#### Aim of the exercise
The answer must consist of every line in the records that contains the word "matches".

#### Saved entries

'''

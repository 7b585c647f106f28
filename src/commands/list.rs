//! `tally list` command - list stored documents
//!
//! - `--rubrics` / `--scores` / `--courses` filters
//! - `--since` filter
//! - Deterministic ordering (by created, then id)

use chrono::{DateTime, Utc};
use serde_json::json;

use crate::cli::{Cli, OutputFormat};
use tally_core::error::Result;
use tally_core::store::Store;

/// Which document kinds to list
#[derive(Debug, Clone, Copy, PartialEq, Eq)]
pub enum Selection {
    All,
    Rubrics,
    Scores,
    Courses,
}

impl Selection {
    pub fn from_flags(rubrics: bool, scores: bool, courses: bool) -> Self {
        match (rubrics, scores, courses) {
            (true, _, _) => Selection::Rubrics,
            (_, true, _) => Selection::Scores,
            (_, _, true) => Selection::Courses,
            _ => Selection::All,
        }
    }

    fn includes_rubrics(self) -> bool {
        matches!(self, Selection::All | Selection::Rubrics)
    }

    fn includes_scores(self) -> bool {
        matches!(self, Selection::All | Selection::Scores)
    }

    fn includes_courses(self) -> bool {
        matches!(self, Selection::All | Selection::Courses)
    }
}

struct Row {
    kind: &'static str,
    id: String,
    label: String,
    stamp: Option<DateTime<Utc>>,
    detail: serde_json::Value,
}

/// Execute the list command
pub fn execute(
    cli: &Cli,
    store: &Store,
    selection: Selection,
    since: Option<DateTime<Utc>>,
) -> Result<()> {
    let mut rows: Vec<Row> = Vec::new();

    if selection.includes_rubrics() {
        for rubric in store.list_rubrics()? {
            rows.push(Row {
                kind: "rubric",
                id: rubric.id.clone(),
                label: rubric.name.clone(),
                stamp: rubric.created_at,
                detail: json!({
                    "kind": "rubric",
                    "id": rubric.id,
                    "name": rubric.name,
                    "categories": rubric.categories.len(),
                    "created": rubric.created_at,
                }),
            });
        }
    }

    if selection.includes_scores() {
        for score in store.list_scores()? {
            let label = match &score.student_name {
                Some(student) => format!("{} ({})", score.name, student),
                None => score.name.clone(),
            };
            rows.push(Row {
                kind: "score",
                id: score.id.clone(),
                label,
                stamp: score.updated_at.or(score.created_at),
                detail: json!({
                    "kind": "score",
                    "id": score.id,
                    "name": score.name,
                    "rubricId": score.rubric_id,
                    "studentName": score.student_name,
                    "courseName": score.course_name,
                    "total": score.computed_score,
                    "created": score.created_at,
                    "updated": score.updated_at,
                }),
            });
        }
    }

    if selection.includes_courses() {
        for course in store.list_courses()? {
            rows.push(Row {
                kind: "course",
                id: course.id.clone(),
                label: course.name.clone(),
                stamp: course.created_at,
                detail: json!({
                    "kind": "course",
                    "id": course.id,
                    "name": course.name,
                    "students": course.students.len(),
                    "rubrics": course.rubrics.len(),
                    "created": course.created_at,
                }),
            });
        }
    }

    if let Some(since) = since {
        rows.retain(|row| row.stamp.is_some_and(|stamp| stamp >= since));
    }

    match cli.format {
        OutputFormat::Json => {
            let output: Vec<_> = rows.into_iter().map(|row| row.detail).collect();
            println!("{}", serde_json::to_string_pretty(&output)?);
        }
        OutputFormat::Human => {
            if rows.is_empty() {
                if !cli.quiet {
                    println!("No documents found");
                }
            } else {
                for row in &rows {
                    let indicator = match row.kind {
                        "rubric" => "R",
                        "score" => "S",
                        _ => "C",
                    };
                    println!("{} {} {}", indicator, row.id, row.label);
                }
            }
        }
    }

    Ok(())
}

'''

#### Task result
        matches!(self, Selection::All | Selection::Rubrics)
        matches!(self, Selection::All | Selection::Scores)
        matches!(self, Selection::All | Selection::Courses)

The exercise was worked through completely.